Inspirada pela Grécia, esquerda da Espanha reúne milhares em Madri
Motivados pelo Syriza, a coligação de esquerda radical que venceu as eleições na Grécia no último domingo, ao menos 100 mil pessoas colapsaram ontem o centro de Madri em protesto convocado pelo Podemos, o partido político de extrema esquerda que vem sendo apontado como o próximo vencedor do movimento antiausteridade na Europa.
A sigla estimou em 300 mil o número de participantes. Segundo a polícia, foram 100 mil.
Embora o partido seja essencialmente jovem –nasceu do chamado movimento dos indignados e seu líder, Pablo Iglesias, tem 36 anos– os manifestantes eram sobretudo adultos e idosos, segundo observou a reportagem em todo o trecho da marcha, de cerca de 600 metros.
Pedro Armestre/AFP Photo | ||
Manifestantes se reúnem na Porta do Sol durante a 'Marcha pela Mudança', planejada pelo Podemos |
Um dos trunfos atribuídos ao sucesso do Podemos nas pesquisas de opinião é o de conseguir aglutinar jovens indignados a idosos insatisfeitos com os atuais partidos do país.
Há três meses, a sigla aparece em primeiro lugar nas pesquisas de intenção de votos para as próximas eleições espanholas municipais, que acontecem em maio, e gerais, previstas para dezembro.
"Nós ainda temos nossa aposentadoria, mas isso não está mais garantido a nossos filhos e por isso viemos. Não queremos mais ser empregados da [chanceler alemã Angela] Merkel", disse a aposentada Ascensión Fernández, 66, que foi ao protesto com cinco amigas.
A chanceler alemã era ao lado do premiê espanhol, Mariano Rajoy, o alvo dos protestos deste sábado. Centenas de pessoas carregavam cartazes com os dizeres "Merkel 0 x Grécia 10".
"O Syriza foi um empurrão que precisávamos, porque antes parecia impossível uma alternativa ao bipartidarismo ganhar. Agora as pessoas estão ansiosas para ir às urnas", disse o professor de literatura Miguel Martínez, 34, que vive nos Estados Unidos por falta de trabalho em seu país mas veio a Madri participar da marcha.

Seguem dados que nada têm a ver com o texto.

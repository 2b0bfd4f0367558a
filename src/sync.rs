//! Pulls remote metadata into the local mirror.
//!
//! Every routine here runs request-at-a-time: remote calls happen in
//! sequence and the first failure aborts the whole operation. Rows already
//! upserted before a failure stay written; re-running is always safe since
//! upserts are idempotent.

use std::collections::HashSet;

use serde::Serialize;

use crate::{
    clock::Clock,
    error::{MirrorError, MirrorResult},
    metadata::{AggregateStats, MetadataStore, VideoFilter, VideoRecord},
    remote::{MAX_PAGE_SIZE, RemoteMetadataClient, RemoteVideo, VideoUpload, clamp_page_size},
    security::Credentials,
};

/// Outcome of [`sync_channel`].
#[derive(Debug, Clone, Serialize)]
pub struct SyncReport {
    pub channel_id: String,
    /// Rows upserted by this run.
    pub synced: usize,
    /// Ids listed by the channel that the details lookup did not return.
    pub missing: Vec<String>,
    /// Totals over the channel's mirrored rows matching the text filter.
    pub stats: AggregateStats,
    pub records: Vec<VideoRecord>,
}

/// Outcome of [`refresh_statistics`].
#[derive(Debug, Clone, Default, Serialize)]
pub struct RefreshReport {
    pub requested: usize,
    pub updated: u64,
    pub remote_calls: usize,
    /// Mirrored ids the remote no longer returns. Their rows are kept.
    pub missing: Vec<String>,
}

/// Mirrors the first page of a channel's uploads and reports aggregate
/// statistics over the channel's local rows.
///
/// Details for all listed ids come from a single batched lookup, skipped
/// entirely when the channel lists nothing.
pub async fn sync_channel<C>(
    client: &C,
    store: &MetadataStore,
    clock: &dyn Clock,
    creds: &Credentials,
    channel_id: &str,
    max_results: u32,
    text_filter: Option<String>,
) -> MirrorResult<SyncReport>
where
    C: RemoteMetadataClient + ?Sized,
{
    let listed = client
        .list_channel_uploads(creds, channel_id, clamp_page_size(max_results))
        .await?;
    let ids = dedupe(listed);

    let mut missing = Vec::new();
    let mut synced = 0;
    if !ids.is_empty() {
        let details = client.fetch_details(creds, &ids).await?;
        let returned: HashSet<&str> = details.iter().map(|video| video.remote_id.as_str()).collect();
        missing = ids
            .iter()
            .filter(|id| !returned.contains(id.as_str()))
            .cloned()
            .collect();

        for video in &details {
            store.upsert(video, clock.now()).await?;
            synced += 1;
        }
    }

    let filter = VideoFilter::channel(channel_id).with_text(text_filter);
    let stats = store.aggregate(&filter).await?;
    let records = store.list_videos(&filter).await?;

    tracing::info!(
        channel = channel_id,
        synced,
        missing = missing.len(),
        total_views = stats.total_views,
        "channel sync finished"
    );

    Ok(SyncReport {
        channel_id: channel_id.to_owned(),
        synced,
        missing,
        stats,
        records,
    })
}

/// Re-reads views and likes for every mirrored video, 50 ids per remote
/// call, and overwrites the local counters.
pub async fn refresh_statistics<C>(
    client: &C,
    store: &MetadataStore,
    clock: &dyn Clock,
    creds: &Credentials,
) -> MirrorResult<RefreshReport>
where
    C: RemoteMetadataClient + ?Sized,
{
    let ids = store.all_remote_ids().await?;
    let mut report = RefreshReport {
        requested: ids.len(),
        ..RefreshReport::default()
    };

    for batch in ids.chunks(MAX_PAGE_SIZE as usize) {
        let details = client.fetch_details(creds, batch).await?;
        report.remote_calls += 1;

        let returned: HashSet<&str> = details.iter().map(|video| video.remote_id.as_str()).collect();
        report.missing.extend(
            batch
                .iter()
                .filter(|id| !returned.contains(id.as_str()))
                .cloned(),
        );

        let updates: Vec<(String, i64, i64)> = details
            .into_iter()
            .map(|video| (video.remote_id, video.views, video.likes))
            .collect();
        report.updated += store.bulk_update_statistics(&updates, clock.now()).await?;
    }

    tracing::info!(
        requested = report.requested,
        updated = report.updated,
        calls = report.remote_calls,
        "statistics refresh finished"
    );
    Ok(report)
}

/// Live details for one video, without touching the mirror.
pub async fn fetch_video<C>(client: &C, creds: &Credentials, remote_id: &str) -> MirrorResult<RemoteVideo>
where
    C: RemoteMetadataClient + ?Sized,
{
    client
        .fetch_details(creds, &[remote_id.to_owned()])
        .await?
        .into_iter()
        .find(|video| video.remote_id == remote_id)
        .ok_or_else(|| MirrorError::NotFound(remote_id.to_owned()))
}

/// Publishes a local file and records the new video in the mirror,
/// attributed to `owner`.
pub async fn upload_video<C>(
    client: &C,
    store: &MetadataStore,
    clock: &dyn Clock,
    creds: &Credentials,
    upload: &VideoUpload,
    owner: Option<&str>,
) -> MirrorResult<VideoRecord>
where
    C: RemoteMetadataClient + ?Sized,
{
    creds.require_user()?;
    let remote_id = client.insert_video(creds, upload).await?;
    tracing::info!(remote_id = %remote_id, path = %upload.path.display(), "video uploaded");
    store
        .record_upload(
            &remote_id,
            &upload.title,
            &upload.description,
            owner,
            clock.now(),
        )
        .await
}

fn dedupe(ids: Vec<String>) -> Vec<String> {
    let mut seen = HashSet::new();
    ids.into_iter()
        .filter(|id| seen.insert(id.clone()))
        .collect()
}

A vitória do Syriza na Grécia deu ao Podemos o fôlego extra que a sigla vinha perdendo desde o fim do ano passado. O número dois do partido, Juan Carlos Monedero, vem sendo investigado por supostamente receber financiamento do goveno venezuelano.
Por isso, a comerciante de Caracas Leonor Chávesz, 36, que vive em Madri, quis passar longe da marcha ao ver a bandeira do Podemos ao caminhar pelo centro da cidade. "Não apoio ninguém que compactue com o governo que destrói meu país", disse.
Mesmo indecisos sobre o apoio à sigla, espanhóis acudiram à manifestação para "mostrar à Europa nossa insatisfação com as políticas de austeridade", segundo o arquiteto madrilenho Valério Canals, 39.
"O Podemos ainda não me convenceu totalmente, mas são pessoas bem preparadas academicamente. Talvez seja o caso de começar no âmbito municipal para ver como funciona", disse.
Já o engenheiro Luís Laos, 38, disse ter se convencido pelas propostas do partido para o mercado de trabalho. Por causa da última reforma trabalhista do atual governo, que flexibilizou as demissões e os contratos, ele disse ter sido demitido da empresa onde estava havia 17 anos.
"Agora só consigo trabalhos temporais, que pagam pior. Estou ganhando € 20 mil (cerca de R$ 60 mil) a menos por ano". Além disso, contou, sua irmã está há três anos sem trabalho.
Gerard Julien/AFP | ||
Pablo Iglesias, líder do partido antiausteridade Podemos (de punho erguido) comemora marcha |
Na Porta do Sol –ponto final da marcha onde manifestantes encontraram turistas–, Pablo Iglesias, número um do Podemos e principal favorito ao próximo premiê da Espanha, mostrou que já é um líder indiscutível no país. O público se calou para escutar seu discurso, feito sobre um grande palco montado em uma das extremidades da praça.
"Hoje é um dia histórico, que será lembrado em todos os livros escolares. É o primeiro dia do ano em que tudo mudará", discursou diante de um público que, como a reportagem presenciou, não podia se mover por mais de 30 minutos por causa do número de pessoas.
De Barcelona, o premiê Mariano Rajoy minimizou a manifestação e disse que "esse radicalismo está na moda mas passará".